Once established, native plants require little tending. A bit of pruning, some watering if there’s a drought. But they are adapted to our conditions, so they’ll put up with a lot…and reward you immensely.
There’s milkweed, upon which monarchs cocoon, and ironweed, which grows from the ground to six feet plus each summer, sprouting purple flowers covered by butterflies. St. John’s Wort, a small shrub, explodes into a profusion of yellow flowers mid-summer, above each of which hovers a bee. The pink flowers of the ninebark shrub glow against its wine dark leaves. Phlox, aster, black-eyed Susan, purple coneflowers—these are just some of the gorgeous native flowers available.
Native plants are even showy in the winter—the red and yellow twigs of dogwood, the blue berries of arrowwood, the red berries of highbush cranberry, a tiny nest in the hazelnut. How can a flat patch of green compete with all that?

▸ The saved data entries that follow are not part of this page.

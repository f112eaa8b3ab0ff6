/// Database layer for Taskdeck
///
/// This module provides database connection pooling and migrations.
///
/// # Modules
///
/// - `pool`: PostgreSQL connection pool management with health checks
/// - `migrations`: Database migration runner
///
/// # Example
///
/// ```no_run
/// use taskdeck_shared::db::pool::{create_pool, DatabaseConfig};
///
/// #[tokio::main]
/// async fn main() -> Result<(), Box<dyn std::error::Error>> {
///     let config = DatabaseConfig {
///         url: std::env::var("DATABASE_URL")?,
///         ..Default::default()
///     };
///
///     let pool = create_pool(config).await?;
///     Ok(())
/// }
/// ```
pub mod migrations;
pub mod pool;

I can still be spotted digging dandelions in spring. Given their proliferation, you might think otherwise, but dandelions are a non-native species, brought to our shores from Eurasia with the earliest European settlers. I root them out not because they mess with my grass, but to preserve space for my natives to spread—which they are very good at—and for other natives to voluntarily plant themselves. (Goat’s beard and aster have traveled to my garden.)
Now that it’s finally that time of year again, when everything buzzes with new life and we ache to get our hands dirty, seek out native varieties at your local nursery. Four Seasons in Traverse City and Peninsula Perennials near Northport are two of my favorites. If you live in a subdivision that requires or pressures you to have a lawn, initiate discussions about the advantages of planting native. See if you can change some minds and some by-laws.
Karen Mulvahill is a writer living in northern Michigan.